Apesar da existência de um bicicletário desativado no local, a direção alega que não pode assumir responsabilidade de guardar as bicicletas
Foto/Neto Talmeli
Apesar de vazio e sendo utilizado como depósito de mesas e cadeiras, o bicicletário não pode ser destinado a guardar bicicletas de usuários
Com bicicletário desativado, ciclistas questionam proibição para entrada de bicicletas no Parque das Acácias. A cantora Aracele Fernandes diz que compreende a determinação de que não é permitida a circulação de bicicletas pelo parque, pois é um local destinado a pedestres, podendo gerar transtornos. Contudo, ela afirma que deveriam, ao menos, autorizar que o veículo seja colocado do lado de dentro, para que o ciclista possa realizar outras atividades oferecidas.
“Dentro do parque existe um bicicletário, usado para guardar bicicletas que são emprestadas para as pessoas. Porém, neste local não existe mais bicicletas, e poderia estar aberto para os usuários colocarem o veículo enquanto realizam outras atividades. A partir daí, cada um tem a responsabilidade sobre a bicicleta, colocando cadeados”, explica a cantora, que repassou a solicitação à direção, mas disseram que não seria possível.
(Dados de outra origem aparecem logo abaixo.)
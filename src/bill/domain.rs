use rusqlite::Connection;
use serde::{Deserialize, Serialize};
use time::Date;

use crate::{
    Error,
    database_id::{BillId, SpendingGroupId},
    spending_group::spending_group_exists,
    validation::{Payload, Validator},
};

/// An invoice filed under a spending group.
#[derive(Debug, Clone, PartialEq, Serialize, Deserialize)]
pub struct Bill {
    /// The ID of the bill.
    pub id: BillId,
    /// The spending group the bill is filed under.
    pub spending_group_id: SpendingGroupId,
    /// A description of the bill.
    pub text: String,
    /// The date of the bill.
    pub date: Date,
}

/// The validated fields for creating or updating a [Bill].
#[derive(Debug, Clone, PartialEq)]
pub struct BillForm {
    pub spending_group_id: SpendingGroupId,
    pub text: String,
    pub date: Date,
}

impl BillForm {
    /// Validate a request payload and check that the spending group exists.
    ///
    /// # Errors
    /// Returns [Error::Validation] listing every problem, or an SQL error.
    pub fn from_payload(payload: &Payload, connection: &Connection) -> Result<Self, Error> {
        let mut validator = Validator::new();

        let spending_group_id = validator.required_id(payload, "spending_group_id");
        let text = validator.required_text(payload, "text");
        let date = validator.required_date(payload, "date");

        if let Some(id) = spending_group_id
            && !spending_group_exists(id, connection)?
        {
            validator.push(format!("Spending group with id {id} does not exist"));
        }

        let errors = validator.into_errors();

        match (spending_group_id, text, date) {
            (Some(spending_group_id), Some(text), Some(date)) if errors.is_empty() => Ok(Self {
                spending_group_id,
                text,
                date,
            }),
            _ => Err(Error::Validation(errors)),
        }
    }
}
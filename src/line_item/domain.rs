use serde::{Serialize, Serializer, ser::SerializeStruct};

use crate::{
    Error,
    database_id::{DatabaseId, LineItemId},
    validation::{Payload, Validator},
};

/// Whether a line item belongs to a bill or to a check.
#[derive(Debug, Clone, Copy, PartialEq, Eq)]
pub enum LineItemKind {
    /// An item of a bill, stored in `expense_bills`.
    Bill,
    /// An item of a check, stored in `expense_checks`.
    Check,
}

impl LineItemKind {
    pub(crate) fn table(self) -> &'static str {
        match self {
            LineItemKind::Bill => "expense_bills",
            LineItemKind::Check => "expense_checks",
        }
    }

    /// The column, and JSON field, holding the parent's ID.
    pub(crate) fn parent_column(self) -> &'static str {
        match self {
            LineItemKind::Bill => "bills_id",
            LineItemKind::Check => "check_id",
        }
    }

    pub(crate) fn parent_table(self) -> &'static str {
        match self {
            LineItemKind::Bill => "bills",
            LineItemKind::Check => "checks",
        }
    }

    /// The parent's name as used in "not found" messages.
    pub(crate) fn parent_entity(self) -> &'static str {
        match self {
            LineItemKind::Bill => "Bill",
            LineItemKind::Check => "Check",
        }
    }

    /// The parent's name as used in "does not belong" messages.
    pub(crate) fn parent_label(self) -> &'static str {
        match self {
            LineItemKind::Bill => "bill",
            LineItemKind::Check => "check",
        }
    }
}

/// One priced position of a bill or check.
#[derive(Debug, Clone, PartialEq)]
pub struct LineItem {
    /// The ID of the item, unique within its kind.
    pub id: LineItemId,
    /// Whether the item belongs to a bill or a check.
    pub kind: LineItemKind,
    /// The ID of the bill or check the item belongs to.
    pub parent_id: DatabaseId,
    /// What was bought.
    pub text: String,
    /// The price of one unit.
    pub price: f64,
    /// How many units were bought.
    pub quantity: f64,
}

impl LineItem {
    /// The price of all units, without any markup.
    pub fn total(&self) -> f64 {
        self.price * self.quantity
    }
}

impl Serialize for LineItem {
    fn serialize<S>(&self, serializer: S) -> Result<S::Ok, S::Error>
    where
        S: Serializer,
    {
        let mut state = serializer.serialize_struct("LineItem", 5)?;
        state.serialize_field("id", &self.id)?;
        state.serialize_field(self.kind.parent_column(), &self.parent_id)?;
        state.serialize_field("text", &self.text)?;
        state.serialize_field("price", &self.price)?;
        state.serialize_field("quantity", &self.quantity)?;
        state.end()
    }
}

/// The validated fields for creating or updating a [LineItem].
#[derive(Debug, Clone, PartialEq)]
pub struct LineItemForm {
    pub text: String,
    pub price: f64,
    pub quantity: f64,
}

impl LineItemForm {
    /// Validate a request payload.
    ///
    /// # Errors
    /// Returns [Error::Validation] listing every invalid field.
    pub fn from_payload(payload: &Payload) -> Result<Self, Error> {
        let mut validator = Validator::new();

        let text = validator.required_text(payload, "text");
        let price = validator.required_number(payload, "price");
        let quantity = validator.required_number(payload, "quantity");

        let errors = validator.into_errors();

        match (text, price, quantity) {
            (Some(text), Some(price), Some(quantity)) if errors.is_empty() => Ok(Self {
                text,
                price,
                quantity,
            }),
            _ => Err(Error::Validation(errors)),
        }
    }
}
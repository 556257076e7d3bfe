//! Deposits record money handed to a user, most often topping up the cash box.

mod db;
mod domain;
mod handlers;

pub use db::{
    create_deposit, create_deposit_table, delete_deposit, get_deposit, get_deposits,
    update_deposit,
};
pub use domain::{Deposit, DepositForm};
pub use handlers::{
    DepositFilter, DepositState, create_deposit_endpoint, delete_deposit_endpoint,
    get_deposit_endpoint, list_deposits_endpoint, update_deposit_endpoint,
};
Além disso, a cantora lembra ainda que recentemente foi realizado evento, organizado pela própria Prefeitura, conscientizando as pessoas sobre o dia sem carro, sendo que muitos ciclistas participaram e tentaram entrar no Parque das Acácias para beber água ou aproveitar outra atividade e não conseguiram, justamente porque não havia local para deixar a bicicleta. Aracele destaca que muitas bicicletas são caras, algumas chegam a custar R$30 mil, e deixar do lado de fora, sem segurança nenhuma, é um risco. “Na verdade, independente de valores, é um bem que ninguém quer perder, por isso ter um local para guardá-la seria bom”, afirma.
O secretário municipal de Esportes, Luiz Alberto Medina, explica que o bicicletário que já existe é pequeno e foi feito para guardar bicicletas doadas para Prefeitura, para que sejam emprestadas aos usuários aos domingos. “Hoje temos apenas 10 bicicletas, várias foram roubadas e neste sentido o nosso maior problema é ter alguém que faça a guarda das bicicletas. Se liberarmos para que todos coloquem os veículos dentro do parque, é preciso ter alguém que vigie, pois a responsabilidade é do município em caso de danos ou roubo. Não temos estrutura de segurança para oferecer. Se oferecemos um espaço, assinamos um atestado de responsabilidade, e se tiver roubo, o dono pode nos acionar na Justiça”, explica.